They only needed one.
Without changing any part of a campaign finance disclosure bill that Republicans already blocked once this year, Senate Democrats re-submitted the DISCLOSE Act Thursday with hopes that just one GOP moderate would take the bait.
Surprise, the identical bill failed again.
The bill would have ensured groups that run political advertisements to disclose their funding sources but a host of exemptions for large special interests, add-ons and loose rules for unions, gave Republicans who historically favor increasing campaign finance restrictions enough pause to vote it down.
The Senate voted strictly on party lines not to proceed, leaving Democrats just one vote shy of the 60 needed to receive cloture.

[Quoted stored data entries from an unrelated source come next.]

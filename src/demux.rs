//! Stream-to-packet demultiplexer.
//!
//! # Parse
//! [`RcwtDemuxer::from_reader`] validates the 11-byte header, declares the
//! single caption stream, then drains the input cluster by cluster:
//!
//! ```text
//! [i64 LE timestamp][u16 LE block_count][block_count * 3 bytes payload]
//! ```
//!
//! Each non-empty cluster becomes one [`Packet`] in a [`PacketQueue`].
//! Clusters with zero blocks are skipped together with their timestamp.
//! End of stream is only clean when it falls exactly on a cluster boundary.
//!
//! # Failure
//! Parsing is fail-closed.  Any error drops the queue with everything
//! already inserted, and no demuxer is returned.  A damaged file never
//! yields a queryable partial index.
//!
//! # Offsets
//! Offsets in errors and [`Packet::position`] count bytes from the first
//! header byte, whatever the reader's own position was when handed over.

use std::fs::File;
use std::io::{self, BufReader, Read};
use std::path::Path;

use serde::Serialize;
use thiserror::Error;
use tracing::{debug, error, info};

use crate::cluster::{ClusterHeader, CLUSTER_HEADER_SIZE};
use crate::header::{HeaderError, RcwtHeader, RCWT_HEADER_SIZE};
use crate::index::{IndexError, IndexOptions, Packet, PacketIndex, PacketQueue, SeekPolicy};

#[derive(Error, Debug)]
pub enum DemuxError {
    #[error(transparent)]
    Header(#[from] HeaderError),
    #[error("Input cluster has invalid size (expected={expected} actual={actual} pos={offset})")]
    TruncatedCluster { expected: usize, actual: usize, offset: u64 },
    #[error("Input ends inside a cluster header ({actual} of 10 bytes, pos={offset})")]
    TruncatedClusterHeader { actual: usize, offset: u64 },
    #[error("Out of memory allocating {requested} bytes of cluster payload")]
    Allocation { requested: usize },
    #[error(transparent)]
    Index(#[from] IndexError),
    #[error("IO error: {0}")]
    Io(#[from] io::Error),
}

impl DemuxError {
    /// See [`HeaderError::is_format_mismatch`].
    pub fn is_format_mismatch(&self) -> bool {
        matches!(self, DemuxError::Header(e) if e.is_format_mismatch())
    }
}

// ── Stream descriptor ────────────────────────────────────────────────────────

#[derive(Debug, Clone, Copy, PartialEq, Eq, Serialize)]
pub enum MediaType {
    Subtitle,
}

/// Payload carried by the stream.  RCWT triplets are CEA-608/708 `cc_data`.
#[derive(Debug, Clone, Copy, PartialEq, Eq, Serialize)]
pub enum CaptionCodec {
    Eia608,
}

/// The one logical output stream of an RCWT file.
#[derive(Debug, Clone, PartialEq, Eq, Serialize)]
pub struct StreamDescriptor {
    pub index:      usize,
    pub media_type: MediaType,
    pub codec:      CaptionCodec,
    /// Seconds per tick as `(numerator, denominator)`.
    pub time_base:  (u32, u32),
    /// Timestamps may jump or go backwards between packets.
    pub discontinuous_timestamps: bool,
}

impl StreamDescriptor {
    pub fn rcwt() -> Self {
        Self {
            index:      0,
            media_type: MediaType::Subtitle,
            codec:      CaptionCodec::Eia608,
            time_base:  (1, 1000),
            discontinuous_timestamps: true,
        }
    }

    pub fn ticks_to_seconds(&self, ticks: i64) -> f64 {
        ticks as f64 * self.time_base.0 as f64 / self.time_base.1 as f64
    }
}

// ── Options / stats ──────────────────────────────────────────────────────────

#[derive(Debug, Clone, Default)]
pub struct DemuxOptions {
    pub index: IndexOptions,
}

/// Counters gathered while draining the clusters.
#[derive(Debug, Clone, Default, PartialEq, Eq, Serialize)]
pub struct DemuxStats {
    pub clusters:       u64,
    pub empty_clusters: u64,
    pub packets:        u64,
    pub payload_bytes:  u64,
    /// Total bytes consumed, header included.
    pub bytes_read:     u64,
}

// ── Cluster loop ─────────────────────────────────────────────────────────────

/// Read up to `len` bytes, stopping early only at end of stream.
fn read_up_to<R: Read>(reader: &mut R, len: usize) -> Result<Vec<u8>, DemuxError> {
    let mut buf = Vec::new();
    buf.try_reserve_exact(len)
        .map_err(|_| DemuxError::Allocation { requested: len })?;
    reader.by_ref().take(len as u64).read_to_end(&mut buf)?;
    Ok(buf)
}

/// Drain every cluster from `reader` into `queue`.
///
/// `offset` is the stream offset of the first cluster (normally
/// [`RCWT_HEADER_SIZE`]).  On error the packets already in `queue` stay
/// there; it is up to the caller to discard them.
pub fn demux_clusters<R: Read>(
    reader: &mut R,
    offset: u64,
    queue:  &mut PacketQueue,
) -> Result<DemuxStats, DemuxError> {
    let mut stats = DemuxStats { bytes_read: offset, ..Default::default() };

    loop {
        let raw = read_up_to(reader, CLUSTER_HEADER_SIZE)?;
        stats.bytes_read += raw.len() as u64;
        match raw.len() {
            0 => break,
            CLUSTER_HEADER_SIZE => {}
            actual => {
                error!(actual, pos = stats.bytes_read, "Input ends inside a cluster header");
                return Err(DemuxError::TruncatedClusterHeader { actual, offset: stats.bytes_read });
            }
        }
        let mut fixed = [0u8; CLUSTER_HEADER_SIZE];
        fixed.copy_from_slice(&raw);
        let cluster = ClusterHeader::parse(&fixed);
        stats.clusters += 1;

        if cluster.is_empty() {
            stats.empty_clusters += 1;
            continue;
        }

        let expected = cluster.payload_size();
        let payload  = read_up_to(reader, expected)?;
        stats.bytes_read += payload.len() as u64;
        if payload.len() != expected {
            error!(
                expected,
                actual = payload.len(),
                pos = stats.bytes_read,
                "Input cluster has invalid size"
            );
            return Err(DemuxError::TruncatedCluster {
                expected,
                actual: payload.len(),
                offset: stats.bytes_read,
            });
        }

        stats.payload_bytes += payload.len() as u64;
        let id = queue.insert(payload, cluster.timestamp, stats.bytes_read)?;
        stats.packets += 1;
        debug!(id, pts = cluster.timestamp, blocks = cluster.block_count, pos = stats.bytes_read, "packet");
    }

    Ok(stats)
}

// ── Session ──────────────────────────────────────────────────────────────────

/// A successfully parsed RCWT stream.
///
/// Holds the finalized packet index plus a cursor position for the
/// sequential [`read_packet`](Self::read_packet) / [`seek`](Self::seek)
/// API.  For concurrent readers, share [`index`](Self::index) and give each
/// reader its own [`PacketIndex::cursor`].
#[derive(Debug)]
pub struct RcwtDemuxer {
    header: RcwtHeader,
    stream: StreamDescriptor,
    stats:  DemuxStats,
    index:  PacketIndex,
    next:   usize,
}

impl RcwtDemuxer {
    pub fn open<P: AsRef<Path>>(path: P, opts: DemuxOptions) -> Result<Self, DemuxError> {
        let file = File::open(path.as_ref())?;
        Self::from_reader(BufReader::new(file), opts)
    }

    pub fn from_reader<R: Read>(mut reader: R, opts: DemuxOptions) -> Result<Self, DemuxError> {
        let header = RcwtHeader::read(&mut reader)?;
        let stream = StreamDescriptor::rcwt();

        let mut queue = PacketQueue::new();
        let stats = demux_clusters(&mut reader, RCWT_HEADER_SIZE as u64, &mut queue)?;
        let index = queue.finalize(&opts.index);

        info!(
            writer = header.writer.name(),
            clusters = stats.clusters,
            packets = index.len(),
            bytes = stats.bytes_read,
            "RCWT stream demuxed"
        );

        Ok(Self { header, stream, stats, index, next: 0 })
    }

    pub fn header(&self) -> &RcwtHeader {
        &self.header
    }

    pub fn stream(&self) -> &StreamDescriptor {
        &self.stream
    }

    pub fn stats(&self) -> &DemuxStats {
        &self.stats
    }

    pub fn index(&self) -> &PacketIndex {
        &self.index
    }

    pub fn into_index(self) -> PacketIndex {
        self.index
    }

    /// Next packet in finalized order, or `None` at the end.
    pub fn read_packet(&mut self) -> Option<&Packet> {
        let p = self.index.get(self.next)?;
        self.next += 1;
        Some(p)
    }

    /// Position the session on the packet chosen by `policy`; the next
    /// [`read_packet`](Self::read_packet) returns it.
    pub fn seek(&mut self, target: i64, policy: SeekPolicy) -> Option<&Packet> {
        self.next = self.index.locate(target, policy)?;
        self.index.get(self.next)
    }

    pub fn seek_range(&mut self, min: i64, target: i64, max: i64) -> Option<&Packet> {
        self.next = self.index.locate_range(min, target, max)?;
        self.index.get(self.next)
    }

    pub fn rewind(&mut self) {
        self.next = 0;
    }
}

#[cfg(test)]
mod tests {
    use super::*;
    use std::io::Cursor;

    const HEADER: [u8; 11] = [0xCC, 0xCC, 0xED, 0xCC, 0x00, 0x50, 0x00, 0x01, 0x00, 0x00, 0x00];

    fn cluster(ts: i64, payload: &[u8]) -> Vec<u8> {
        let mut out = ts.to_le_bytes().to_vec();
        out.extend_from_slice(&((payload.len() / 3) as u16).to_le_bytes());
        out.extend_from_slice(payload);
        out
    }

    #[test]
    fn loop_counts_and_positions() {
        let mut data = cluster(10, &[1, 2, 3]);
        data.extend(cluster(20, &[]));
        data.extend(cluster(30, &[4, 5, 6, 7, 8, 9]));

        let mut q = PacketQueue::new();
        let stats = demux_clusters(&mut Cursor::new(&data), 11, &mut q).unwrap();
        assert_eq!(stats.clusters, 3);
        assert_eq!(stats.empty_clusters, 1);
        assert_eq!(stats.packets, 2);
        assert_eq!(stats.payload_bytes, 9);
        assert_eq!(stats.bytes_read, 11 + data.len() as u64);

        let idx = q.finalize(&IndexOptions::default());
        assert_eq!(idx.get(0).unwrap().position, 11 + 13);
        assert_eq!(idx.get(1).unwrap().position, 11 + data.len() as u64);
    }

    #[test]
    fn truncated_payload_keeps_earlier_packets_in_queue() {
        let mut data = cluster(10, &[1, 2, 3]);
        data.extend_from_slice(&20i64.to_le_bytes());
        data.extend_from_slice(&4u16.to_le_bytes());
        data.extend_from_slice(&[0xAA; 5]);

        let mut q = PacketQueue::new();
        let err = demux_clusters(&mut Cursor::new(&data), 11, &mut q).unwrap_err();
        match err {
            DemuxError::TruncatedCluster { expected, actual, offset } => {
                assert_eq!(expected, 12);
                assert_eq!(actual, 5);
                assert_eq!(offset, 11 + data.len() as u64);
            }
            other => panic!("unexpected error: {other:?}"),
        }
        assert_eq!(q.len(), 1);
    }

    #[test]
    fn partial_cluster_header() {
        let mut data = cluster(10, &[1, 2, 3]);
        data.extend_from_slice(&[0x01, 0x02, 0x03, 0x04]);
        let mut q = PacketQueue::new();
        let err = demux_clusters(&mut Cursor::new(&data), 11, &mut q).unwrap_err();
        assert!(matches!(
            err,
            DemuxError::TruncatedClusterHeader { actual: 4, offset } if offset == 11 + data.len() as u64
        ));
    }

    #[test]
    fn session_read_and_seek() {
        let mut data = HEADER.to_vec();
        for ts in [100i64, 50, 200] {
            data.extend(cluster(ts, &[ts as u8, 0, 0]));
        }
        let mut demux = RcwtDemuxer::from_reader(Cursor::new(data), DemuxOptions::default()).unwrap();
        assert_eq!(demux.stream().time_base, (1, 1000));
        assert_eq!(demux.read_packet().map(|p| p.timestamp), Some(50));

        assert_eq!(demux.seek(75, SeekPolicy::AtOrAfter).map(|p| p.timestamp), Some(100));
        assert_eq!(demux.read_packet().map(|p| p.timestamp), Some(100));
        assert_eq!(demux.read_packet().map(|p| p.timestamp), Some(200));
        assert!(demux.read_packet().is_none());

        assert_eq!(demux.seek_range(55, 60, 80).map(|p| p.timestamp), None);
        assert_eq!(demux.seek_range(0, 60, 1000).map(|p| p.timestamp), Some(50));
        demux.rewind();
        assert_eq!(demux.read_packet().map(|p| p.id), Some(1));
    }

    #[test]
    fn header_error_is_wrapped() {
        let err = RcwtDemuxer::from_reader(Cursor::new(vec![0xCC, 0xCC]), DemuxOptions::default())
            .unwrap_err();
        assert!(err.is_format_mismatch());
    }

    #[test]
    fn ticks_to_seconds() {
        assert_eq!(StreamDescriptor::rcwt().ticks_to_seconds(1500), 1.5);
    }
}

Senate Majority Leader Harry Reid blamed Republicans for blocking the vote and accused them of secretly riding on the backs of large corporate donations.
“The outcome of today’s vote shows the difference between Democrats who believe voters should be in control of our elections and Republicans who want to allow big corporations to buy their outcomes behind closed doors,” Reid said in a statement.
Despite the many items the Senate must address before the end of the year, including votes on whether to extend the Bush-era tax cuts, a defense spending bill and a resolution to keep the government running, Reid instead called for a vote on a campaign finance disclosure bill that most observers said was likely to fail anyway.
Beyond a largely symbolic amendment that New York Sen. Charles Schumer promised to add, little was done to fix the problems that caused the bill to nosedive in the first place.
So with the other pressing concerns on the Senate’s agenda, why use up time in a congressional session that will likely be cut short anyway?
There is still no clear consensus among the Democratic leadership that it would be wise to call for a vote to extend the Bush-era tax cuts before the November elections. In the House, Speaker Nancy Pelosi and Majority Whip Steny Hoyer have released conflicting statements about whether to take a vote. In the Senate, Reid supports holding a vote, but does not appear to be making the moves necessary to make it happen before Congress adjourns. Meanwhile, his colleague, California Sen. Dianne Feinstein, said this week that she did not know how anyone “in their right mind” would call for a vote on taxes before an election.
As late as Thursday afternoon, Massachusetts Democratic Sen. John Kerry voiced skepticism that the Senate could put the tax cuts up for a vote even if they wanted to.
“I don’t know if it’s possible, timing wise,” Kerry said. “I’m not sure we can get it completed.”
And if they could find the time?
“I don’t think the votes are there right now to do that,” he said.
The internal debate could keep the Democrats gridlocked, leaving them with little strategy other than to put forth bills they know Republicans will object to and try to use them as fuel for campaign ads in the final weeks leading up to the Nov. 2 elections.
UPDATE: A spokesman from Reid’s office announced Thursday that the Senate would delay a vote on extending the tax cuts until after the midterms.